**RECORDED INFORMATION**

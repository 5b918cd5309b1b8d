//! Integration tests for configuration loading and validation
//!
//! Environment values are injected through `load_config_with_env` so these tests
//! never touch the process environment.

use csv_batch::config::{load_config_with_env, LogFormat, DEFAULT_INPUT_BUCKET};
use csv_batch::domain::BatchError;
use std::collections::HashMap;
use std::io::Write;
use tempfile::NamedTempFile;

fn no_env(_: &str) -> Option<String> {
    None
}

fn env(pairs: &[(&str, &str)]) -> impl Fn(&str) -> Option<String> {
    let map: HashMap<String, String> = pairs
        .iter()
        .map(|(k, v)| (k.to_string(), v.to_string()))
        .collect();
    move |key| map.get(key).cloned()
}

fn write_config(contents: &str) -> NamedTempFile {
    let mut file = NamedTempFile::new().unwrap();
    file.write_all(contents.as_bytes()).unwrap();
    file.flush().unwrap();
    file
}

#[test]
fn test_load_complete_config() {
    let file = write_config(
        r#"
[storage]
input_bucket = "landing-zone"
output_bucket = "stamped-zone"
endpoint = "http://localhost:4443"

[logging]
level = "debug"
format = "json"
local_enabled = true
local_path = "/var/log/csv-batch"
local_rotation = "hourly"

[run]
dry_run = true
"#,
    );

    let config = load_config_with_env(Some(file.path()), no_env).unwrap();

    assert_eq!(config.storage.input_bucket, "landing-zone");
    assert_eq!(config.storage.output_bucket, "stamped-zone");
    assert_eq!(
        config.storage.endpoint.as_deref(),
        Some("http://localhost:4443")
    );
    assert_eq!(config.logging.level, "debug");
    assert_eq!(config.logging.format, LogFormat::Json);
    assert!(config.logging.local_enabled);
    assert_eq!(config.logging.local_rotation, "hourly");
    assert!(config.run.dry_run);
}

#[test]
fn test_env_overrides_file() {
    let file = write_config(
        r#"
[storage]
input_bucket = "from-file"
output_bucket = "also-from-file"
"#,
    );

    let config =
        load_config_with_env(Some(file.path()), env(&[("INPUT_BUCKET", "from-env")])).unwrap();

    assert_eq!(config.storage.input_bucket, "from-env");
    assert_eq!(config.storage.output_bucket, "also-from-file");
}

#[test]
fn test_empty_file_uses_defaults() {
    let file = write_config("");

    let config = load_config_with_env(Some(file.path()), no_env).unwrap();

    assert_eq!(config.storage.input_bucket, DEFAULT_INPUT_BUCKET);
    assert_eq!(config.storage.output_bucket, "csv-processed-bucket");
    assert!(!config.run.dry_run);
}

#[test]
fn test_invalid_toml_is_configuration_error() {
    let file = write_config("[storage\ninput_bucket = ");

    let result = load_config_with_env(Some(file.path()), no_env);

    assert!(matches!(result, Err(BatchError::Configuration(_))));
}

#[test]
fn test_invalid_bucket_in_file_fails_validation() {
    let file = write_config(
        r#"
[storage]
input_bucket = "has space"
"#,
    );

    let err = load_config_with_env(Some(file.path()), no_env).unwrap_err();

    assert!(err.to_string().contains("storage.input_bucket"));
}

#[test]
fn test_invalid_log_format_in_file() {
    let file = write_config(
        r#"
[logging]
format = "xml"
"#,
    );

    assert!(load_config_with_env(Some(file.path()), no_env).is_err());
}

...

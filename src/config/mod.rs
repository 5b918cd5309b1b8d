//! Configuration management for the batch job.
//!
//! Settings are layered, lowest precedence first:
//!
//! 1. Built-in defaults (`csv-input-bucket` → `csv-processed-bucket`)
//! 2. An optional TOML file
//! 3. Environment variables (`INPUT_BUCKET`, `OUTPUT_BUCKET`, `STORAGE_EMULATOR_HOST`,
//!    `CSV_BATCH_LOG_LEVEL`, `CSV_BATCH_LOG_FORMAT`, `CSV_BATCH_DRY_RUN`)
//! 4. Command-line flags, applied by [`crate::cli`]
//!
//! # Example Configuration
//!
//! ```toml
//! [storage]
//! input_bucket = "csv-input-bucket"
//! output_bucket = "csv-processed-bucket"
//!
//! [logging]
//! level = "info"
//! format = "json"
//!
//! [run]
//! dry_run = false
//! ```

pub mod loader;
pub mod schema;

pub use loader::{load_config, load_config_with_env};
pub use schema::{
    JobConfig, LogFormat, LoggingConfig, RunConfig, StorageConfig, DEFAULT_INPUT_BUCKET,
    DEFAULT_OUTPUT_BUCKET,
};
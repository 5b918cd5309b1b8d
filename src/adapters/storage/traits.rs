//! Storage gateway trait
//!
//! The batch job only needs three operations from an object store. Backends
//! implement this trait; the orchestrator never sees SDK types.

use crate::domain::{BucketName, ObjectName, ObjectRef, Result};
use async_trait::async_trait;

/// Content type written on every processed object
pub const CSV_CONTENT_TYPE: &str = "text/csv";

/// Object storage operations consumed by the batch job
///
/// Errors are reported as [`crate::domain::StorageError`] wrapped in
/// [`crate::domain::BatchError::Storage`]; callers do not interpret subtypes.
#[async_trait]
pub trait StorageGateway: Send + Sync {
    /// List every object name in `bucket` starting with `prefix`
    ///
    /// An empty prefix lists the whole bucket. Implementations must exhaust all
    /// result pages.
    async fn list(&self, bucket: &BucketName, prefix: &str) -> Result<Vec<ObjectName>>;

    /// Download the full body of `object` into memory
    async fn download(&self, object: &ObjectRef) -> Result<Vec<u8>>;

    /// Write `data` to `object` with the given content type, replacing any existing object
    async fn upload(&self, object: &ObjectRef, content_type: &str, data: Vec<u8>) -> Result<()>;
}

**WHAT THE TASK REQUIRES**
Could you copy each line in the listing above that includes the word "ObjectRef"?

**RESPONSE TO THIS EXERCISE**
use crate::domain::{BucketName, ObjectName, ObjectRef, Result};
    async fn download(&self, object: &ObjectRef) -> Result<Vec<u8>>;
    async fn upload(&self, object: &ObjectRef, content_type: &str, data: Vec<u8>) -> Result<()>;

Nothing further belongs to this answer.